● WHAT YOU SHOULD DO: Copy the records below word for word. Stop after the line that contains "slots plus a".

= = =

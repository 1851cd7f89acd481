//! Reference-counted arena backing every value that outlives a single expression.
//!
//! Mirrors the original interpreter's `Object{ref_count, ...}` header: a slab of slots plus a
//! free list, so long-running loops that allocate and drop values at a steady rate reuse slots
//! instead of growing forever. Unlike a tracing collector, a cycle (e.g. a closure's environment
//! capturing itself) leaks rather than crashing — acceptable for a script interpreter without a
//! GC pass, and the same trade-off the reference implementation makes.

use ahash::AHashMap;
use std::rc::Rc;

use crate::ast::Stmt;
use crate::error::Result;
use crate::intern::StringId;
use crate::native::bridge::{ForeignFunction, ForeignStruct};
use crate::table::Table;
use crate::value::Value;

/// Identifier for a slot in the [`Heap`] arena.
#[derive(Debug, Clone, Copy, PartialEq, Eq, Hash)]
pub struct HeapId(usize);

impl HeapId {
    #[must_use]
    pub fn index(self) -> usize {
        self.0
    }
}

/// A user-defined function: parameters, a shared reference to its body in the parsed AST, and
/// the environment it closed over at definition time.
#[derive(Debug, Clone)]
pub struct ScriptFunction {
    pub name: Option<String>,
    /// `Rc<[String]>` rather than `Vec<String>` so dispatching a call can clone the parameter
    /// list out of the heap borrow cheaply before binding it into a fresh call environment.
    pub params: Rc<[String]>,
    pub body: Rc<Stmt>,
    pub closure: HeapId,
}

/// A host-registered function exposed to scripts under a name via [`crate::host::Evaluator::register_native`].
pub struct NativeFunction {
    pub name: String,
    pub arity: Option<usize>,
    pub func: Rc<dyn Fn(&mut crate::eval::Evaluator, &[Value]) -> Result<Value>>,
}

impl std::fmt::Debug for NativeFunction {
    fn fmt(&self, f: &mut std::fmt::Formatter<'_>) -> std::fmt::Result {
        f.debug_struct("NativeFunction").field("name", &self.name).field("arity", &self.arity).finish()
    }
}

/// A single binding in an [`Env`]: the value plus whether it was declared with `::`.
#[derive(Debug, Clone, Copy)]
pub struct Binding {
    pub value: Value,
    pub is_const: bool,
}

/// A lexical scope, itself heap-allocated so closures can share ownership of the scopes they
/// captured the same way any other heap object is shared.
#[derive(Debug, Clone, Default)]
pub struct Env {
    pub bindings: AHashMap<StringId, Binding>,
    pub parent: Option<HeapId>,
}

#[derive(Debug)]
pub enum HeapData {
    Str(String),
    Array(Vec<Value>),
    Table(Table),
    Env(Env),
    ScriptFunction(ScriptFunction),
    NativeFunction(NativeFunction),
    /// A raw address obtained from `&expr`, a C function's pointer return, or a loaded symbol.
    ForeignPointer(usize),
    ForeignStruct(ForeignStruct),
    /// `Rc`-wrapped so a call can clone the descriptor out of the heap borrow before invoking it,
    /// since invocation needs a fresh `&mut Heap` to marshal the return value.
    ForeignFunction(Rc<ForeignFunction>),
}

impl HeapData {
    #[must_use]
    pub fn type_name(&self) -> &'static str {
        match self {
            HeapData::Str(_) => "string",
            HeapData::Array(_) => "array",
            HeapData::Table(_) => "table",
            HeapData::Env(_) => "environment",
            HeapData::ScriptFunction(_) | HeapData::NativeFunction(_) => "function",
            HeapData::ForeignPointer(_) => "pointer",
            HeapData::ForeignStruct(_) => "struct",
            HeapData::ForeignFunction(_) => "native function",
        }
    }

    /// Heap kinds that can themselves hold `Value::Ref`s into the arena; only these need their
    /// children's ref-counts touched on free.
    fn child_refs(&self) -> Vec<HeapId> {
        match self {
            HeapData::Array(items) => items.iter().filter_map(value_ref).collect(),
            HeapData::Table(table) => table.iter().filter_map(|(_, v)| value_ref(v)).collect(),
            HeapData::Env(env) => {
                let mut ids: Vec<_> = env.bindings.values().filter_map(|b| value_ref(&b.value)).collect();
                ids.extend(env.parent);
                ids
            }
            HeapData::ScriptFunction(f) => vec![f.closure],
            _ => Vec::new(),
        }
    }
}

fn value_ref(v: &Value) -> Option<HeapId> {
    match v {
        Value::Ref(id) => Some(*id),
        _ => None,
    }
}

struct Slot {
    data: HeapData,
    ref_count: u32,
}

/// The arena itself: a slab of slots addressed by [`HeapId`], with a free list for reuse.
#[derive(Default)]
pub struct Heap {
    slots: Vec<Option<Slot>>,
    free_list: Vec<HeapId>,
    /// Value-level string pool keyed on bytes, so every string the language produces — a literal,
    /// a concatenation, a foreign-call return — shares one handle with every other string equal to
    /// it. Separate from `Interner` (`intern.rs`), which only pools identifier/key names.
    interned_strings: AHashMap<String, HeapId>,
}

impl Heap {
    #[must_use]
    pub fn new() -> Self {
        Self::default()
    }

    /// Allocates `data` with a reference count of 1.
    pub fn allocate(&mut self, data: HeapData) -> HeapId {
        let slot = Slot { data, ref_count: 1 };
        if let Some(id) = self.free_list.pop() {
            self.slots[id.index()] = Some(slot);
            id
        } else {
            let id = HeapId(self.slots.len());
            self.slots.push(Some(slot));
            id
        }
    }

    /// Returns the shared handle for a string equal to `s` by bytes, allocating it only the first
    /// time this content is seen. Gives every runtime string value the identity the heap's "string
    /// equality implies identity" invariant promises, the same way `alloc_str`'s callers already
    /// expect a fresh owned reference back.
    pub fn intern_str(&mut self, s: String) -> HeapId {
        if let Some(&id) = self.interned_strings.get(&s) {
            self.inc_ref(id);
            return id;
        }
        let id = self.allocate(HeapData::Str(s.clone()));
        self.interned_strings.insert(s, id);
        id
    }

    #[must_use]
    pub fn get(&self, id: HeapId) -> &HeapData {
        &self.slots[id.index()].as_ref().expect("heap slot already freed").data
    }

    pub fn get_mut(&mut self, id: HeapId) -> &mut HeapData {
        &mut self.slots[id.index()].as_mut().expect("heap slot already freed").data
    }

    pub fn inc_ref(&mut self, id: HeapId) {
        self.slots[id.index()].as_mut().expect("heap slot already freed").ref_count += 1;
    }

    /// Decrements `id`'s reference count, freeing the slot (and recursively releasing any
    /// children) once the count hits zero.
    pub fn dec_ref(&mut self, id: HeapId) {
        let slot = self.slots[id.index()].as_mut().expect("heap slot already freed");
        slot.ref_count -= 1;
        if slot.ref_count > 0 {
            return;
        }
        let freed = self.slots[id.index()].take().expect("heap slot already freed");
        self.free_list.push(id);
        if let HeapData::Str(s) = &freed.data {
            self.interned_strings.remove(s);
        }
        for child in freed.data.child_refs() {
            self.dec_ref(child);
        }
    }

    #[must_use]
    pub fn ref_count(&self, id: HeapId) -> u32 {
        self.slots[id.index()].as_ref().expect("heap slot already freed").ref_count
    }
}

#[cfg(test)]
mod tests {
    use super::*;

    #[test]
    fn allocate_and_get_round_trip() {
        let mut heap = Heap::new();
        let id = heap.allocate(HeapData::Str("hi".into()));
        assert!(matches!(heap.get(id), HeapData::Str(s) if s == "hi"));
    }

    #[test]
    fn dec_ref_to_zero_frees_slot_for_reuse() {
        let mut heap = Heap::new();
        let id = heap.allocate(HeapData::Str("a".into()));
        heap.dec_ref(id);
        let id2 = heap.allocate(HeapData::Str("b".into()));
        assert_eq!(id, id2);
    }

    #[test]
    fn inc_ref_delays_free() {
        let mut heap = Heap::new();
        let id = heap.allocate(HeapData::Str("a".into()));
        heap.inc_ref(id);
        heap.dec_ref(id);
        assert!(matches!(heap.get(id), HeapData::Str(_)));
        heap.dec_ref(id);
    }

    #[test]
    fn freeing_array_releases_child_refs() {
        let mut heap = Heap::new();
        let inner = heap.allocate(HeapData::Str("child".into()));
        let outer = heap.allocate(HeapData::Array(vec![Value::Ref(inner)]));
        assert_eq!(heap.ref_count(inner), 1);
        heap.dec_ref(outer);
        let id2 = heap.allocate(HeapData::Str("reused".into()));
        assert_eq!(inner, id2);
    }

    #[test]
    fn intern_str_dedupes_equal_content() {
        let mut heap = Heap::new();
        let a = heap.intern_str("hi".to_string());
        let b = heap.intern_str("hi".to_string());
        assert_eq!(a, b);
        assert_eq!(heap.ref_count(a), 2);
        let c = heap.intern_str("other".to_string());
        assert_ne!(a, c);
    }

    #[test]
    fn intern_str_reclaims_pool_entry_when_last_ref_drops() {
        let mut heap = Heap::new();
        let a = heap.intern_str("hi".to_string());
        heap.dec_ref(a);
        // "hi" has no live references left; interning it again must allocate fresh rather than
        // hand back a now-freed id from a stale pool entry.
        let b = heap.intern_str("hi".to_string());
        assert!(matches!(heap.get(b), HeapData::Str(s) if s == "hi"));
        assert_eq!(heap.ref_count(b), 1);
    }
}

= = =

● RESULT OF THIS TASK:
repository 1851cd7f89acd481
//! Reference-counted arena backing every value that outlives a single expression.
//!
//! Mirrors the original interpreter's `Object{ref_count, ...}` header: a slab of slots plus a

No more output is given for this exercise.